Dewi yakin bahwa dalam empat atau lima tahun ke depan, perkembangan yang positif dalam dunia perbukuan akan terjadi dengan semakin banyaknya buku-buku yang diterjemahkan.

Selain Dewi, yang tampil berbicara juga malam itu adalah penulis buku perjalanan Agustinus Wibowo dan pengarang yang juga esais Seno Gumira Ajidarma. Ketiga penulis itu memaparkan kredo kepenulisan dan perspektif mereka tentang identitas dan kemajemukan Indonesia yang membingkai mereka sebagai pencipta karya-karya kreatif.

Dalam acara yang dipandu Louise Doughty, penulis fiksi dan nonfiksi berbahasa Inggris itu, Seno mengatakan bahwa bahasa Indonesia telah membebaskannya dari situasi yang mengkungkungnya. “Sebagai Muslim, saya tak bisa berbahasa Arab,” ujarnya.

Agustinus Wibowo menceritakan pengalaman hidupnya yang menimbulkan pertanyaan eksistensial tentang makna identitas diri dan arti rumah yang sejati. Baginya, rumah yang menjadi tempat tinggal identitas adalah keadaan dalam pikiran. Agustinus yang beretnis Tionghoa itu merasa menemukan identitasnya lewat berbagai perjalanan yang ditempuhnya, di berbagai kawasan Asia seperti Afghanistan, India dan Nepal.

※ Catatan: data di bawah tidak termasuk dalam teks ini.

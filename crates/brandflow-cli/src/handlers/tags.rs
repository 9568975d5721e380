use crate::args::OutputFormat;
use crate::context::ExecutionContext;
use crate::presentation::formatters::color::parse_hex;
use crate::presentation::presenters::{present_tag_create, present_tag_list};
use crate::presentation::{
    CommandResultViewModel, ConsoleRenderer, CreateView, Renderer, StatusBadge, ViewMode,
};
use anyhow::{Context, Result, bail};
use brandflow_engine::ProductTable;
use serde::Serialize;

// Tag edits live in the in-memory table of this invocation; nothing is persisted.

pub fn handle_list(ctx: &ExecutionContext, search: Option<String>, format: OutputFormat) -> Result<()> {
    let state = ctx.analytics()?;
    let result = present_tag_list(state.table(), search.as_deref());
    render(result, format)
}

pub fn handle_create(
    ctx: &ExecutionContext,
    name: String,
    color: Option<String>,
    format: OutputFormat,
) -> Result<()> {
    if let Some(c) = &color {
        validate_color(c)?;
    }

    let mut state = ctx.analytics()?;
    let table = state.table_mut();
    let before = table.tag_store().tags().len();
    let key = table
        .create_tag(&name, color.as_deref())
        .context("Tag name must not be blank")?;
    let created = table.tag_store().tags().len() > before;

    let result = present_tag_create(state.table(), &key, created);
    render(result, format)
}

pub fn handle_rename(
    ctx: &ExecutionContext,
    old: String,
    new: String,
    color: Option<String>,
    format: OutputFormat,
) -> Result<()> {
    if new.trim().is_empty() {
        bail!("Tag name must not be blank");
    }
    if let Some(c) = &color {
        validate_color(c)?;
    }

    let mut state = ctx.analytics()?;
    let table = state.table_mut();
    let current = existing_color(table, &old)?;
    table.update_tag(&old, new.trim(), color.as_deref().unwrap_or(&current));

    let mut result = present_tag_list(state.table(), None);
    result.badge = Some(StatusBadge::success(format!(
        "Renamed \"{}\" to \"{}\"",
        old,
        new.trim()
    )));
    render(result, format)
}

pub fn handle_delete(ctx: &ExecutionContext, name: String, format: OutputFormat) -> Result<()> {
    let mut state = ctx.analytics()?;
    let table = state.table_mut();
    existing_color(table, &name)?;
    table.delete_tag(&name);

    let mut result = present_tag_list(state.table(), None);
    result.badge = Some(StatusBadge::success(format!("Deleted \"{}\"", name)));
    render(result, format)
}

pub fn handle_toggle(
    ctx: &ExecutionContext,
    product_id: u32,
    tag: String,
    format: OutputFormat,
) -> Result<()> {
    let mut state = ctx.analytics()?;
    let table = state.table_mut();
    if table.product(product_id).is_none() {
        bail!("Unknown product {}", product_id);
    }
    if !table.toggle_tag(product_id, &tag) {
        bail!("Tag name must not be blank");
    }

    let tagged = table
        .product(product_id)
        .is_some_and(|p| p.tags.iter().any(|t| t.eq_ignore_ascii_case(tag.trim())));
    let label = if tagged {
        format!("Tagged product {} with \"{}\"", product_id, tag.trim())
    } else {
        format!("Removed \"{}\" from product {}", tag.trim(), product_id)
    };

    let mut result = present_tag_list(state.table(), None);
    result.badge = Some(StatusBadge::success(label));
    render(result, format)
}

fn existing_color(table: &ProductTable, name: &str) -> Result<String> {
    table
        .tag_store()
        .color_of(name)
        .map(str::to_string)
        .with_context(|| format!("Unknown tag '{}'", name))
}

fn validate_color(color: &str) -> Result<()> {
    if parse_hex(color).is_none() {
        bail!("Invalid colour '{}', expected #rrggbb", color);
    }
    Ok(())
}

fn render<T>(result: CommandResultViewModel<T>, format: OutputFormat) -> Result<()>
where
    T: Serialize + CreateView,
{
    let renderer = ConsoleRenderer::new(format.into(), ViewMode::default());
    renderer.render(result)
}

Dalam LBF 2019, ketiga penulis karya-karya kreatif itu menjadi bagian dari 12 penulis yang diundang untuk berbicara dan memamerkan karya-karya mereka.

Bekraf berkolaborasi dengan Kementerian Pendidikan dan Komite Buku Nasional didukung British Council dan pelaku ekonomi kreatif mengemas LBF 2019 dalam berbagai ajang pameran tak cuma buku-buku tapi juga karya kreatif dalam bentuk kreasi permainan, karya grafis, arsitektur, bahkan mode busana dan kuliner.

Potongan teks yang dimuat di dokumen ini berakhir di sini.